Microsoft Defender for Cloud now has two new features designed to improve DevOps platform management and insights into cloud security posture.
The first, Microsoft Defender for DevOps, is a centralized platform designed to manage the security of several DevOps environments at once, in a bid to help businesses prioritize critical code issues and secure applications as they’re built.
Another new feature, Microsoft Defender Cloud Security Posture Management (CSPM), will build on Defender’s “existing [security posture insight] capabilities” to help businesses identify the resources that are most vulnerable to attack.
Put simply, Microsoft Defender CSPM will inform IT admins of where their infrastructure is vulnerable to attack, while Microsoft Defender for DevOps will make it easier and faster for them to respond manually to untapped vulnerabilities or active threats.
The company claims that the “agentless scanning capabilities” of Defender CSPM will save IT teams time by allowing them to integrate insights from Defender for DevOps to only monitor the most critical risks to vital infrastructure.

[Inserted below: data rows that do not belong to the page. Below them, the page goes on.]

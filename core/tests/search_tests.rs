use std::sync::Arc;
use std::thread;

use tempfile::tempdir;
use time::macros::datetime;
use time::OffsetDateTime;
use trendwatch_core::persist::{load_snapshot, save_snapshot};
use trendwatch_core::{DatasetSnapshot, DatasetStore, Error, InvertedIndex, SearchEngine, VideoRecord};

fn video(id: &str, title: &str, views: u64, published_at: OffsetDateTime) -> VideoRecord {
    VideoRecord {
        id: id.into(),
        title: title.into(),
        description: format!("{title} description"),
        channel: "demo".into(),
        published_at,
        view_count: views,
        like_count: views / 10,
        comment_count: 3,
        duration_secs: 42,
        url: VideoRecord::watch_url(id),
        thumbnail_url: VideoRecord::default_thumbnail(id),
    }
}

fn dataset(titles: &[(&str, &str, u64)], created_at: OffsetDateTime) -> DatasetSnapshot {
    let records: Vec<VideoRecord> = titles
        .iter()
        .map(|(id, title, views)| video(id, title, *views, datetime!(2025-02-01 00:00 UTC)))
        .collect();
    DatasetSnapshot::assemble("shorts", 10, created_at, records.len() as u64, records).unwrap()
}

#[test]
fn search_over_a_reloaded_file() {
    let dir = tempdir().unwrap();
    let path = dir.path().join("shorts.twds");
    let snap = dataset(
        &[("1", "AI makeup tutorial", 500), ("2", "AI cat shorts", 9000)],
        datetime!(2025-02-02 00:00 UTC),
    );
    save_snapshot(&path, &snap).unwrap();
    assert_eq!(load_snapshot(&path).unwrap().records(), snap.records());

    let engine = SearchEngine::new(Arc::new(DatasetStore::open(&path).unwrap()));
    let ids: Vec<String> = engine.search("ai", 10).unwrap().results.into_iter().map(|h| h.id).collect();
    assert_eq!(ids, vec!["2", "1"]);
    assert!(engine.search("zebra", 5).unwrap().results.is_empty());
    assert!(matches!(engine.search("", 5), Err(Error::InvalidArgument(_))));
    assert!(matches!(engine.fetch("nonexistent"), Err(Error::NotFound(_))));
}

#[test]
fn identical_searches_return_identical_results() {
    let snap = dataset(
        &[
            ("a", "cat video", 10),
            ("b", "cat video", 10),
            ("c", "dog video", 10),
            ("d", "cat and dog video", 5),
        ],
        datetime!(2025-02-02 00:00 UTC),
    );
    let index = InvertedIndex::build(&snap);
    let engine = SearchEngine::new(Arc::new(DatasetStore::new(snap, index).unwrap()));
    let first = engine.search("cat dog", 10).unwrap();
    for _ in 0..20 {
        assert_eq!(engine.search("cat dog", 10).unwrap(), first);
    }
    let ids: Vec<&str> = first.results.iter().map(|h| h.id.as_str()).collect();
    // "d" matches both words; the rest tie on views and time, so ids decide.
    assert_eq!(ids, vec!["d", "a", "b", "c"]);
}

#[test]
fn searches_during_replace_see_whole_pairs() {
    // Generation N holds N+1 records all titled "clip", so a search's
    // total_hits must equal the size of the snapshot it came from.
    let build = |n: usize| {
        let titles: Vec<(String, u64)> = (0..=n).map(|k| (format!("v{k}"), k as u64)).collect();
        let refs: Vec<(&str, &str, u64)> = titles.iter().map(|(id, v)| (id.as_str(), "clip", *v)).collect();
        let created = datetime!(2025-02-02 00:00 UTC) + time::Duration::seconds(n as i64);
        let snap = dataset(&refs, created);
        let index = InvertedIndex::build(&snap);
        (snap, index)
    };
    let (s, i) = build(0);
    let store = Arc::new(DatasetStore::new(s, i).unwrap());
    let engine = SearchEngine::new(store.clone());

    let workers: Vec<_> = (0..4)
        .map(|_| {
            let engine = engine.clone();
            thread::spawn(move || {
                for _ in 0..500 {
                    let pair = engine.store().current();
                    let r = trendwatch_core::search::search_pair(&pair, "clip", 1000).unwrap();
                    assert_eq!(r.total_hits, pair.snapshot.len());
                    assert_eq!(r.results.len(), pair.snapshot.len());
                }
            })
        })
        .collect();
    for n in 1..40 {
        let (s, i) = build(n);
        store.replace(s, i).unwrap();
    }
    for w in workers {
        w.join().unwrap();
    }
}
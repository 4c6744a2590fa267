use lazy_static::lazy_static;
use regex::Regex;
use std::collections::BTreeSet;
use unicode_normalization::UnicodeNormalization;

lazy_static! {
    static ref WORD: Regex = Regex::new(r"[\p{Alphabetic}\p{N}]+").expect("valid regex");
}

/// Tokenize text into lower-cased alphanumeric runs, in order of appearance.
///
/// Text is NFKC-normalized first so compatibility forms (full-width letters,
/// ligatures) index like their plain equivalents. There is no stemming and no
/// stop-word list: "running" and "run" are different tokens, and "the" is a
/// token like any other.
pub fn tokenize(text: &str) -> Vec<String> {
    let normalized = text.nfkc().collect::<String>().to_lowercase();
    WORD.find_iter(&normalized)
        .map(|m| m.as_str().to_string())
        .collect()
}

/// Distinct tokens of `text`, sorted.
pub fn distinct_tokens(text: &str) -> BTreeSet<String> {
    tokenize(text).into_iter().collect()
}

#[cfg(test)]
mod tests {
    use super::*;

    #[test]
    fn splits_on_punctuation_and_lowercases() {
        assert_eq!(tokenize("AI-Makeup, tutorial!!"), vec!["ai", "makeup", "tutorial"]);
    }

    #[test]
    fn keeps_stop_words_and_does_not_stem() {
        assert_eq!(tokenize("The Running cats"), vec!["the", "running", "cats"]);
    }

    #[test]
    fn drops_empty_tokens() {
        assert!(tokenize("  -- !! ").is_empty());
        assert!(tokenize("").is_empty());
    }

    #[test]
    fn distinct_tokens_dedups() {
        let t = distinct_tokens("cat CAT cat_dog");
        assert_eq!(t.into_iter().collect::<Vec<_>>(), vec!["cat", "dog"]);
    }
}
use anyhow::{bail, Result};
use std::path::PathBuf;
use std::time::Duration;

use crate::dispatch::Limits;

#[derive(Debug, Clone)]
pub struct ServerConfig {
    /// Dataset file served at startup and re-read on admin reload.
    pub data_path: PathBuf,
    /// Bearer token required on tool endpoints when set.
    pub api_token: Option<String>,
    /// Token for admin endpoints; admin endpoints refuse everything when unset.
    pub admin_token: Option<String>,
    pub request_timeout: Duration,
    pub limits: Limits,
    /// Comma-separated CORS origins; any origin when unset.
    pub cors_allow_origin: Option<String>,
}

impl ServerConfig {
    pub fn new(data_path: impl Into<PathBuf>) -> Self {
        Self {
            data_path: data_path.into(),
            api_token: None,
            admin_token: None,
            request_timeout: Duration::from_millis(2_000),
            limits: Limits { default_limit: 20, max_limit: 100 },
            cors_allow_origin: None,
        }
    }

    /// Reject settings that could only fail later, at query time.
    pub fn validate(&self) -> Result<()> {
        if !self.data_path.is_file() {
            bail!("dataset file {} does not exist", self.data_path.display());
        }
        if self.request_timeout.is_zero() {
            bail!("request timeout must be positive");
        }
        if self.limits.default_limit == 0 || self.limits.max_limit < self.limits.default_limit {
            bail!(
                "limits must satisfy 1 <= default ({}) <= max ({})",
                self.limits.default_limit,
                self.limits.max_limit
            );
        }
        for (name, token) in [("api token", &self.api_token), ("admin token", &self.admin_token)] {
            if token.as_deref().is_some_and(|t| t.trim().is_empty()) {
                bail!("{name} is set but empty");
            }
        }
        Ok(())
    }
}
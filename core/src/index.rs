use std::collections::{BTreeSet, HashMap};

use crate::record::DatasetSnapshot;
use crate::tokenizer::tokenize;

/// Position of a record inside the snapshot it was indexed from.
pub type DocId = u32;

/// Keyword index over one snapshot.
///
/// Built once per snapshot and never mutated afterwards. Postings refer to
/// records by their position in that snapshot, so an index is meaningless
/// against any other snapshot; [`InvertedIndex::snapshot_fingerprint`] names
/// the one it belongs to.
#[derive(Debug, Default, PartialEq, Eq)]
pub struct InvertedIndex {
    snapshot_fingerprint: String,
    /// token -> documents containing it in title or description, ascending.
    postings: HashMap<String, Vec<DocId>>,
    /// Documents ordered by views desc, then publish time desc, then identifier.
    popularity: Vec<DocId>,
    /// Inverse of `popularity`: rank[doc] is the doc's place in that order.
    rank: Vec<u32>,
    num_docs: u32,
}

impl InvertedIndex {
    /// Derive the index and sort keys for `snapshot`. Deterministic.
    pub fn build(snapshot: &DatasetSnapshot) -> Self {
        let mut postings: HashMap<String, Vec<DocId>> = HashMap::new();
        for (pos, rec) in snapshot.records().iter().enumerate() {
            let doc_id = pos as DocId;
            let terms: BTreeSet<String> = tokenize(&rec.title)
                .into_iter()
                .chain(tokenize(&rec.description))
                .collect();
            for term in terms {
                // docs are visited in ascending order, so each list stays sorted
                postings.entry(term).or_default().push(doc_id);
            }
        }

        let records = snapshot.records();
        let mut popularity: Vec<DocId> = (0..records.len() as DocId).collect();
        popularity.sort_by(|&a, &b| {
            let (ra, rb) = (&records[a as usize], &records[b as usize]);
            rb.view_count
                .cmp(&ra.view_count)
                .then_with(|| rb.published_at.cmp(&ra.published_at))
                .then_with(|| ra.id.cmp(&rb.id))
        });
        let mut rank = vec![0u32; records.len()];
        for (place, &doc) in popularity.iter().enumerate() {
            rank[doc as usize] = place as u32;
        }

        tracing::debug!(
            terms = postings.len(),
            docs = records.len(),
            fingerprint = snapshot.fingerprint(),
            "index built"
        );
        Self {
            snapshot_fingerprint: snapshot.fingerprint().to_string(),
            postings,
            popularity,
            rank,
            num_docs: records.len() as u32,
        }
    }

    pub fn snapshot_fingerprint(&self) -> &str {
        &self.snapshot_fingerprint
    }

    pub fn postings(&self, term: &str) -> &[DocId] {
        self.postings.get(term).map(Vec::as_slice).unwrap_or(&[])
    }

    pub fn num_terms(&self) -> usize {
        self.postings.len()
    }

    pub fn num_docs(&self) -> u32 {
        self.num_docs
    }

    /// Tie-break rank of a document; lower sorts first.
    pub fn rank(&self, doc: DocId) -> u32 {
        self.rank.get(doc as usize).copied().unwrap_or(u32::MAX)
    }

    pub fn most_popular(&self, n: usize) -> &[DocId] {
        &self.popularity[..n.min(self.popularity.len())]
    }
}
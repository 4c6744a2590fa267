//! Error taxonomy shared by collection, loading, search and dispatch.

use std::fmt;

use thiserror::Error;

pub type Result<T> = std::result::Result<T, Error>;

#[derive(Error, Debug)]
pub enum Error {
    /// The upstream metadata source could not be reached after retrying.
    #[error("source unavailable: {0}")]
    SourceUnavailable(String),

    /// A dataset file could not be parsed into valid records.
    #[error("corrupt dataset {path}: {message}")]
    CorruptDataset { path: String, message: String },

    #[error("invalid argument: {0}")]
    InvalidArgument(String),

    #[error("not found: {0}")]
    NotFound(String),

    #[error("unknown tool: {0}")]
    ToolNotFound(String),

    /// Collection finished without a single usable record.
    #[error("collection for {query:?} over {days} day(s) produced no records")]
    EmptyResult { query: String, days: u32 },

    #[error("an ingestion run is already in progress ({0})")]
    AlreadyRunning(String),

    #[error("ingestion cancelled")]
    Cancelled,

    /// The index offered to the store was built from another snapshot.
    #[error("index built for snapshot {index} cannot be paired with snapshot {snapshot}")]
    IndexMismatch { snapshot: String, index: String },

    #[error("I/O error: {0}")]
    Io(#[from] std::io::Error),
}

impl Error {
    pub fn corrupt(path: impl AsRef<std::path::Path>, message: impl fmt::Display) -> Self {
        Self::CorruptDataset {
            path: path.as_ref().display().to_string(),
            message: message.to_string(),
        }
    }

    pub fn invalid(message: impl Into<String>) -> Self {
        Self::InvalidArgument(message.into())
    }

    /// Whether repeating the same operation later could succeed.
    pub fn is_retryable(&self) -> bool {
        matches!(self, Self::SourceUnavailable(_) | Self::AlreadyRunning(_) | Self::Io(_))
    }
}
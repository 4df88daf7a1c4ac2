//! Currency collection stuff.

use std::collections::BTreeMap;

use crate::cell::*;
use crate::error::Error;
use crate::models::{load_dict_root, Deferred};
use crate::num::Tokens;

/// Amounts in extra currencies, keyed by currency id.
pub type ExtraCurrencies = BTreeMap<i32, Tokens>;

/// Amounts collection.
#[derive(Debug, Clone, Eq, PartialEq, serde::Serialize)]
#[must_use]
pub struct CurrencyCollection {
    /// Amount in native currency (grams).
    pub tokens: Tokens,
    /// Amounts in other currencies.
    pub other: Deferred<ExtraCurrencies>,
}

impl Default for CurrencyCollection {
    #[inline]
    fn default() -> Self {
        Self::ZERO
    }
}

impl CurrencyCollection {
    /// The additive identity for the currency collection
    /// (with empty extra currencies).
    pub const ZERO: Self = Self {
        tokens: Tokens::ZERO,
        other: Deferred::Decoded(BTreeMap::new()),
    };

    /// Creates a new currency collection with from the specified tokens amount
    /// and empty extra currency collection.
    pub const fn new(tokens: u128) -> Self {
        Self {
            tokens: Tokens::new(tokens),
            other: Deferred::Decoded(BTreeMap::new()),
        }
    }

    /// Returns whether balance in tokens and extra currencies is empty.
    ///
    /// Undecoded extra currencies are never empty.
    pub fn is_zero(&self) -> bool {
        self.tokens.is_zero() && matches!(&self.other, Deferred::Decoded(other) if other.is_empty())
    }

    /// Returns amounts in other currencies.
    pub fn other(&self) -> Result<&ExtraCurrencies, Error> {
        self.other.get("CurrencyCollection", "other")
    }
}

impl From<Tokens> for CurrencyCollection {
    #[inline]
    fn from(tokens: Tokens) -> Self {
        Self {
            tokens,
            other: Deferred::Decoded(BTreeMap::new()),
        }
    }
}

impl<'a> Load<'a> for CurrencyCollection {
    fn load_from(slice: &mut CellSlice<'a>) -> Result<Self, Error> {
        Ok(Self {
            tokens: ok!(Tokens::load_from(slice)),
            other: ok!(load_dict_root(slice)),
        })
    }
}
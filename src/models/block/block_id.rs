use crate::cell::*;
use crate::error::Error;

/// Shard identifier as it is stored in the block header.
#[derive(Default, Clone, Copy, Eq, Hash, PartialEq, Ord, PartialOrd, serde::Serialize)]
pub struct ShardIdent {
    /// The number of meaningful prefix bits (`0..=63`).
    pub prefix_bits: u8,
    /// Workchain id.
    pub workchain: i32,
    /// Raw shard prefix without the terminating tag bit.
    pub prefix: u64,
}

impl ShardIdent {
    /// Masterchain workchain id.
    pub const MASTERCHAIN_WORKCHAIN: i32 = -1;

    /// Basechain workchain id.
    pub const BASECHAIN_WORKCHAIN: i32 = 0;

    /// The number of data bits that this struct occupies (with the marker).
    pub const BITS: u16 = 2 + 6 + 32 + 64;

    /// Returns `true` if this shard is in the masterchain.
    #[inline]
    pub const fn is_masterchain(&self) -> bool {
        self.workchain == Self::MASTERCHAIN_WORKCHAIN
    }

    /// Returns the shard prefix with the tag bit after the
    /// meaningful part, as it is used in shard ids.
    pub const fn prefix_with_tag(&self) -> u64 {
        let tag = 1u64 << (63 - (self.prefix_bits & 0b11_1111));
        (self.prefix & !(tag | (tag - 1))) | tag
    }
}

impl std::fmt::Display for ShardIdent {
    fn fmt(&self, f: &mut std::fmt::Formatter<'_>) -> std::fmt::Result {
        f.write_fmt(format_args!(
            "{}:{:016x}",
            self.workchain,
            self.prefix_with_tag()
        ))
    }
}

impl std::fmt::Debug for ShardIdent {
    fn fmt(&self, f: &mut std::fmt::Formatter<'_>) -> std::fmt::Result {
        std::fmt::Display::fmt(self, f)
    }
}

impl<'a> Load<'a> for ShardIdent {
    fn load_from(slice: &mut CellSlice<'a>) -> Result<Self, Error> {
        // shard_ident$00
        let marker = ok!(slice.get_uint(0, 2)) as u8;
        if marker != 0 {
            return Err(Error::InvalidShardPrefix(marker));
        }
        ok!(slice.skip_bits(2));

        Ok(Self {
            prefix_bits: ok!(slice.load_small_uint(6)),
            workchain: ok!(slice.load_i32()),
            prefix: ok!(slice.load_u64()),
        })
    }
}

/// Reference to the external block.
#[derive(Debug, Default, Clone, Eq, PartialEq, serde::Serialize)]
pub struct BlockRef {
    /// Sequence number of the referenced block.
    pub seq_no: u32,
    /// The end of the logical time of the referenced block.
    pub end_lt: u64,
    /// Representation hash of the root cell of the referenced block.
    pub root_hash: HashBytes,
    /// Hash of the BOC encoded root cell of the referenced block.
    pub file_hash: HashBytes,
}

impl BlockRef {
    /// The number of data bits that this struct occupies.
    pub const BITS: u16 = 32 + 64 + 256 + 256;
}

impl<'a> Load<'a> for BlockRef {
    fn load_from(slice: &mut CellSlice<'a>) -> Result<Self, Error> {
        Ok(Self {
            seq_no: ok!(slice.load_u32()),
            end_lt: ok!(slice.load_u64()),
            root_hash: ok!(slice.load_u256()),
            file_hash: ok!(slice.load_u256()),
        })
    }
}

This should make the lives of IT admins more straightforward; Microsoft believes the two services working in tandem can reduce recommendation noise “by up to 99%”.
These two new features follow the release of Microsoft Defender External Attack Surface Management (EASM) earlier this year, which aims to alert IT teams to unprotected endpoints across their organization. For automatic patch management, which can neutralize some of these vulnerabilities, IT teams can look to Azure.
The new features are available now from Microsoft Defender for Cloud’s dashboard.